## WHAT YOU ARE ASKED TO DO
Copy every line of the records below where the word "ProcessingReport" occurs.
*****
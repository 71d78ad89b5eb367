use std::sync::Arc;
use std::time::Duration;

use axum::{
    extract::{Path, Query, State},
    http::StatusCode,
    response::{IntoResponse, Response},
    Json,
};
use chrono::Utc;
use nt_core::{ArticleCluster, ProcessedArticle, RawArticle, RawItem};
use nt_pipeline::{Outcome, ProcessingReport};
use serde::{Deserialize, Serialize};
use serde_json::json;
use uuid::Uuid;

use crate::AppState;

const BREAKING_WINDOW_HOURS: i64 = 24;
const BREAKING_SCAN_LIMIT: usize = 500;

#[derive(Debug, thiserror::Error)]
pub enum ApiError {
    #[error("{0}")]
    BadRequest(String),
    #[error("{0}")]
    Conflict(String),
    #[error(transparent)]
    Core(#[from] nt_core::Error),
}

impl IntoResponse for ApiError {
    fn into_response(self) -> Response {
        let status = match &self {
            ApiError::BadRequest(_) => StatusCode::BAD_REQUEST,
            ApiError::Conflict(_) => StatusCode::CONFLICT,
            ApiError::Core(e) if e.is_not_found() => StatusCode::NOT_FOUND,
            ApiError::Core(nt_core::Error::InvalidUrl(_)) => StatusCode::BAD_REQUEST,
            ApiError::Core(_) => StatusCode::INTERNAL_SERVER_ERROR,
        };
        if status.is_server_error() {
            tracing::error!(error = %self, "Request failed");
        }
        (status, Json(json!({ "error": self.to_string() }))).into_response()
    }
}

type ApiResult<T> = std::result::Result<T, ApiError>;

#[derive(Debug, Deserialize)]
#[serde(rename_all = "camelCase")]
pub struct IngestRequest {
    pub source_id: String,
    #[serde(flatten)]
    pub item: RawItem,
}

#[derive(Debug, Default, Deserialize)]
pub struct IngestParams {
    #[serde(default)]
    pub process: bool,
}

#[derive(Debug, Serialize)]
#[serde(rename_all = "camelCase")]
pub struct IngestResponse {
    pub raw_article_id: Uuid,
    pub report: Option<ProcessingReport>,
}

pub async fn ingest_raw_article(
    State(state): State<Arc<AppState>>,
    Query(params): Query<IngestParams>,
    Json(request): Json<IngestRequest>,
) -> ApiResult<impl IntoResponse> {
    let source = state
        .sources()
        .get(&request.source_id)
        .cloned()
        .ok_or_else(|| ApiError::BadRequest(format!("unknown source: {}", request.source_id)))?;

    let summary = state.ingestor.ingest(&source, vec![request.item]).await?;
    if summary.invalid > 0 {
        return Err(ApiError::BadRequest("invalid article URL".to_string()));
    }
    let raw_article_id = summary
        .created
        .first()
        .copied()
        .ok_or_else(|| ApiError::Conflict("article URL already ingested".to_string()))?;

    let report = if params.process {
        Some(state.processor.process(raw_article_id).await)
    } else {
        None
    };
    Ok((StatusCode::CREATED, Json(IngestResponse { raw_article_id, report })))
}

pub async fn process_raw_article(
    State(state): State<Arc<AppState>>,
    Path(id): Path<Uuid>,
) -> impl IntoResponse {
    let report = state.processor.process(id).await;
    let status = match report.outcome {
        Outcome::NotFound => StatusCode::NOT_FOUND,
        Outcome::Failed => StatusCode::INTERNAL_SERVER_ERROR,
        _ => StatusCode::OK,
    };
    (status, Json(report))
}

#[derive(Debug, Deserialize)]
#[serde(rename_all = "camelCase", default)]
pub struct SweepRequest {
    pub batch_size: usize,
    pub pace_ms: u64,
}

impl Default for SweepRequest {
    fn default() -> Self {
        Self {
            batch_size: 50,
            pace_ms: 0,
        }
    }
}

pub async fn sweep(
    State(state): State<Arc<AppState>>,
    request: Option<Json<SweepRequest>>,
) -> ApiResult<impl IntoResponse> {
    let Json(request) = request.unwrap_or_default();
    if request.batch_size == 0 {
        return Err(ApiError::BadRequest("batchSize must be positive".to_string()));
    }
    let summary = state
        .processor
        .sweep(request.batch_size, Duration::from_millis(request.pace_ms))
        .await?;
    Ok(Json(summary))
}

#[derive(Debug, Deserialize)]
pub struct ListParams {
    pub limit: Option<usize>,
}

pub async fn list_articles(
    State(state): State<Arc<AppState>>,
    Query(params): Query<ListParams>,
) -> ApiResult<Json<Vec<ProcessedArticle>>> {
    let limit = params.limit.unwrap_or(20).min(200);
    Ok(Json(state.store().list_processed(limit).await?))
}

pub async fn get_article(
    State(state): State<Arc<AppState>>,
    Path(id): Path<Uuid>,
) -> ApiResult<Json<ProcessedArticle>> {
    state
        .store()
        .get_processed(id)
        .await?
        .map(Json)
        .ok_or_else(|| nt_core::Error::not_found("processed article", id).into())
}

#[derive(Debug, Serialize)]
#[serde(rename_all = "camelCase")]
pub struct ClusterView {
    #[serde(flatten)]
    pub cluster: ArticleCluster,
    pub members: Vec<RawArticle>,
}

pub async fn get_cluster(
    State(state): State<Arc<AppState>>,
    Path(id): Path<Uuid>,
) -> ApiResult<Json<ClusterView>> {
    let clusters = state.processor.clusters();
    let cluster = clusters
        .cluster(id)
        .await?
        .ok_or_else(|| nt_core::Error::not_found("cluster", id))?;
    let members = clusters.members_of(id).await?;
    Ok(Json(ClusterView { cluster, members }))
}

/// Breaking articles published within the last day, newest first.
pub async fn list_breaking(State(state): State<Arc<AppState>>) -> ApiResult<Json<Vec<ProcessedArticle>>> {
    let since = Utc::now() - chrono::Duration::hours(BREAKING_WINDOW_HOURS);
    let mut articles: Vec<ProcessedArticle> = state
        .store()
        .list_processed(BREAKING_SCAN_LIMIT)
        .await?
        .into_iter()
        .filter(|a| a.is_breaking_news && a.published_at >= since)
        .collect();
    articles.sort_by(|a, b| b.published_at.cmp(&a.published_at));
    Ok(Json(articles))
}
*****
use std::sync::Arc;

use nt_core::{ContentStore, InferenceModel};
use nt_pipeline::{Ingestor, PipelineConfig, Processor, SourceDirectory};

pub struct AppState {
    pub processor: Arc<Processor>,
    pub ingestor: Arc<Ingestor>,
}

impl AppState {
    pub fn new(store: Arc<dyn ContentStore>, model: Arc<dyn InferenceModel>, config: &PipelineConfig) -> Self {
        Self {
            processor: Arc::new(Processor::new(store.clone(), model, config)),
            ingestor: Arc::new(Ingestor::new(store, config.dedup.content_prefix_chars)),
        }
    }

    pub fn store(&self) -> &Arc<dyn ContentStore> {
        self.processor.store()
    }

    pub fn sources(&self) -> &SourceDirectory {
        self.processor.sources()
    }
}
*****
## FINISHED TASK
use nt_pipeline::{Outcome, ProcessingReport};
    pub report: Option<ProcessingReport>,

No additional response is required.